Yogasana, the third limb of Raja Yoga also popularly understood by mass population as yoga is getting popular as never before in both eastern and western countries. The reason for Yogasana (popularly know as Yoga) to gain popularity are numerous ranging from releasing stress, flexibility to helping patient suffering from various diseases. Although the initial objective of Yogasana (Yoga) in Raja Yoga was different, however the ability of yoga to help patient with various ailments is really praiseworthy.

The Sitting Forward Bend is one of the most demanding postures of Yoga. In this pose the body is folded almost in half, providing an intense stretch to the entire back of the body, from the scalp down to the heels.
Students often struggle in this asana. If you pull yourself forward using your shoulders and arms you will create the tension through your body and you will end up tightening your muscles and this will not allow you to get into the posture any quicker. While doing this asana give some time for the muscles to stretch and to release the tension. Often, because of tightness in the back of the legs many students do not go very far forward. For those who find it difficult to do the full Sitting Forward Bend they can do the half pose using the right leg and the right hand at a time for a few breaths and than practice with the other leg and hand.

The Sitting Forward Bend stimulates the kidneys, liver, spleen and pancreas improving digestion in the body. The pose tones and massages the entire abdominal area and it relieves constipation. It stretches the hamstring muscles, lumbar and sacral regions and increases flexibility in the hip joints. Regular practice of this asana removes excess weight in the abdomen area.

Three important reasons (out of many) not to do Sitting Forward Bend:

1) A person who suffers from slipped disc and sciatica should not practice this powerful asana.

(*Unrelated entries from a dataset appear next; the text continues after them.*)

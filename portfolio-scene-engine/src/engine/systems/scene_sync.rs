use bevy::pbr::wireframe::{Wireframe, WireframeColor};
use bevy::prelude::*;
use bevy::render::mesh::PrimitiveTopology;
use bevy::render::render_asset::RenderAssetUsages;
use constants::label::LABEL_FONT_SIZE;

use crate::engine::core::app_setup::hex_color;
use crate::engine::scene::particles::ParticleField;
use crate::engine::scene::{ObjectId, PartKind, SceneObject, Shape};
use crate::engine::systems::scene_tick::{ActiveScene, LatestFrame};

/// Marker for the camera driven by the scene.
#[derive(Component)]
pub struct SceneCamera;

/// Renderable piece of a scene object.
#[derive(Component, Debug, Clone, Copy)]
pub struct ScenePart {
    pub object: ObjectId,
    pub kind: PartKind,
}

/// UI text pinned above an object.
#[derive(Component, Debug, Clone, Copy)]
pub struct SceneLabel {
    pub object: ObjectId,
}

#[derive(Component)]
pub struct ParticleCloud;

struct ObjectEntities {
    primary: Entity,
    wireframe: Entity,
    label: Entity,
    material: Handle<StandardMaterial>,
    color: Color,
}

struct ParticleEntities {
    entity: Entity,
    mesh: Handle<Mesh>,
    material: Handle<StandardMaterial>,
}

/// Entities and asset handles spawned for the current scene generation.
/// Indexed by `ObjectId`.
#[derive(Resource, Default)]
pub struct SceneHandles {
    generation: Option<u64>,
    objects: Vec<ObjectEntities>,
    particles: Option<ParticleEntities>,
}

impl SceneHandles {
    pub fn is_empty(&self) -> bool {
        self.objects.is_empty() && self.particles.is_none()
    }

    /// Forget every entity and handle, returning the entities to despawn.
    /// Dropping the handles releases the meshes and materials.
    pub fn take_entities(&mut self) -> Vec<Entity> {
        let mut entities: Vec<Entity> = self
            .objects
            .drain(..)
            .flat_map(|o| [o.primary, o.wireframe, o.label])
            .collect();
        entities.extend(self.particles.take().map(|p| p.entity));
        self.generation = None;
        entities
    }
}

fn shape_mesh(shape: &Shape) -> Mesh {
    match *shape {
        Shape::Sphere { radius } => Sphere::new(radius).mesh().uv(32, 16),
        Shape::Box { size } => Cuboid::from_size(size).into(),
        Shape::Plane { size } => Rectangle::new(size.x, size.y).into(),
        Shape::Cylinder { radius, height } => Cylinder::new(radius, height).into(),
    }
}

fn object_material(obj: &SceneObject, color: Color) -> StandardMaterial {
    let double_sided = matches!(obj.shape, Shape::Plane { .. });
    StandardMaterial {
        base_color: color.with_alpha(obj.opacity),
        emissive: color.to_linear() * 0.1,
        alpha_mode: AlphaMode::Blend,
        perceptual_roughness: 0.4,
        metallic: 0.1,
        double_sided,
        cull_mode: if double_sided {
            None
        } else {
            Some(bevy::render::render_resource::Face::Back)
        },
        ..default()
    }
}

fn particle_positions(field: &ParticleField) -> Vec<[f32; 3]> {
    field.positions.iter().map(|p| p.to_array()).collect()
}

fn particle_mesh(field: &ParticleField) -> Mesh {
    let mut mesh = Mesh::new(PrimitiveTopology::PointList, RenderAssetUsages::default());
    mesh.insert_attribute(Mesh::ATTRIBUTE_POSITION, particle_positions(field));
    mesh.insert_attribute(Mesh::ATTRIBUTE_COLOR, field.colors.clone());
    mesh
}

fn part_transform(obj: &SceneObject) -> Transform {
    Transform {
        translation: obj.pose.translation,
        rotation: obj.pose.rotation,
        scale: Vec3::splat(obj.pose.scale),
    }
}

/// Respawn everything when the scene was rebuilt since the last sync.
pub fn sync_scene_entities(
    mut commands: Commands,
    scene: Res<ActiveScene>,
    mut handles: ResMut<SceneHandles>,
    mut meshes: ResMut<Assets<Mesh>>,
    mut materials: ResMut<Assets<StandardMaterial>>,
) {
    let generation = scene.0.generation();
    if handles.generation == Some(generation) {
        return;
    }

    for entity in handles.take_entities() {
        commands.entity(entity).despawn();
    }

    let registry = scene.0.registry();
    let wire_material = materials.add(StandardMaterial {
        base_color: Color::srgba(0.0, 0.0, 0.0, 0.0),
        alpha_mode: AlphaMode::Blend,
        unlit: true,
        ..default()
    });

    for obj in registry.objects() {
        let item_id = registry
            .item_of(obj.id)
            .map(|item| item.id.as_str())
            .unwrap_or("item");
        let color = hex_color(obj.color);
        let mesh = meshes.add(shape_mesh(&obj.shape));
        let material = materials.add(object_material(obj, color));
        let transform = part_transform(obj);

        let primary = commands
            .spawn((
                Mesh3d(mesh.clone()),
                MeshMaterial3d(material.clone()),
                transform,
                ScenePart {
                    object: obj.id,
                    kind: PartKind::Primary,
                },
                Name::new(format!("{item_id}_primary")),
            ))
            .id();

        let wireframe = commands
            .spawn((
                Mesh3d(mesh),
                MeshMaterial3d(wire_material.clone()),
                transform,
                Wireframe,
                WireframeColor {
                    color: Color::WHITE.with_alpha(obj.pose.wireframe_opacity),
                },
                ScenePart {
                    object: obj.id,
                    kind: PartKind::Wireframe,
                },
                Name::new(format!("{item_id}_wire")),
            ))
            .id();

        let [r, g, b, a] = obj.label.background;
        let panel = obj.label.screen_size();
        let label = commands
            .spawn((
                Node {
                    position_type: PositionType::Absolute,
                    width: Val::Px(panel.x),
                    height: Val::Px(panel.y),
                    padding: UiRect::axes(Val::Px(8.0), Val::Px(4.0)),
                    ..default()
                },
                BackgroundColor(Color::srgba(r, g, b, a)),
                Text::new(obj.label.text.clone()),
                TextLayout::new_with_justify(JustifyText::Center),
                TextFont {
                    font_size: LABEL_FONT_SIZE,
                    ..default()
                },
                TextColor(color),
                Visibility::Hidden,
                SceneLabel { object: obj.id },
                Name::new(format!("{item_id}_label")),
            ))
            .id();

        handles.objects.push(ObjectEntities {
            primary,
            wireframe,
            label,
            material,
            color,
        });
    }

    let field = scene.0.particles();
    if !field.is_empty() {
        let mesh = meshes.add(particle_mesh(field));
        let material = materials.add(StandardMaterial {
            base_color: Color::WHITE.with_alpha(field.opacity),
            alpha_mode: AlphaMode::Blend,
            unlit: true,
            ..default()
        });
        let entity = commands
            .spawn((
                Mesh3d(mesh.clone()),
                MeshMaterial3d(material.clone()),
                Transform::from_rotation(field.rotation),
                ParticleCloud,
                Name::new("particles"),
            ))
            .id();
        handles.particles = Some(ParticleEntities {
            entity,
            mesh,
            material,
        });
    }

    handles.generation = Some(generation);
    debug!(
        "Spawned {} objects for scene generation {}",
        handles.objects.len(),
        generation
    );
}

/// Push the latest frame onto the camera, object parts and particles.
pub fn apply_frame(
    latest: Res<LatestFrame>,
    scene: Res<ActiveScene>,
    handles: Res<SceneHandles>,
    mut camera: Query<&mut Transform, With<SceneCamera>>,
    mut parts: Query<
        (&ScenePart, &mut Transform, Option<&mut WireframeColor>),
        Without<SceneCamera>,
    >,
    mut particles: Query<
        &mut Transform,
        (With<ParticleCloud>, Without<ScenePart>, Without<SceneCamera>),
    >,
    mut meshes: ResMut<Assets<Mesh>>,
    mut materials: ResMut<Assets<StandardMaterial>>,
) {
    let Some(frame) = latest.0.as_ref() else {
        return;
    };

    if let Ok(mut transform) = camera.single_mut() {
        transform.translation = frame.camera.position;
        transform.rotation = frame.camera.rotation;
    }

    let registry = scene.0.registry();
    for (part, mut transform, wire_color) in &mut parts {
        let Some(obj) = registry.get(part.object) else {
            continue;
        };
        *transform = part_transform(obj);
        if let Some(mut wire_color) = wire_color {
            let target = Color::WHITE.with_alpha(obj.pose.wireframe_opacity);
            if wire_color.color != target {
                wire_color.color = target;
            }
        }
    }

    // Highlighted objects glow brighter. Only touch materials that change.
    for (index, entities) in handles.objects.iter().enumerate() {
        let Some(obj) = registry.get(ObjectId(index as u32)) else {
            continue;
        };
        let glow = if obj.pose.highlighted { 0.4 } else { 0.1 };
        let target = entities.color.to_linear() * glow;
        let stale = materials
            .get(&entities.material)
            .is_some_and(|m| m.emissive != target);
        if stale {
            if let Some(material) = materials.get_mut(&entities.material) {
                material.emissive = target;
            }
        }
    }

    let Some(cloud) = handles.particles.as_ref() else {
        return;
    };
    let field = scene.0.particles();
    if let Some(mesh) = meshes.get_mut(&cloud.mesh) {
        mesh.insert_attribute(Mesh::ATTRIBUTE_POSITION, particle_positions(field));
    }
    if let Ok(mut transform) = particles.single_mut() {
        transform.rotation = field.rotation;
    }
    let opacity_changed = materials
        .get(&cloud.material)
        .is_some_and(|m| m.base_color.alpha() != frame.particle_opacity);
    if opacity_changed {
        if let Some(material) = materials.get_mut(&cloud.material) {
            material.base_color.set_alpha(frame.particle_opacity);
        }
    }
}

2) Anyone who has asthma should not attempt to practice this pose.

3) If you are in the first trimester of pregnancy avoid this asana as it puts stress on the womb. After the first trimester you can practice the pose very gently with your legs slightly apart.

Issued in the interest of people practicing Hatha Yoga by Subodh Gupta, Yoga Expert based in London.

Mr.Subodh Gupta, a Corporate Yoga Trainer has conducted more than 500 workshops on Yoga and Stress Management. He has been interviewed by various TV channels in India and London.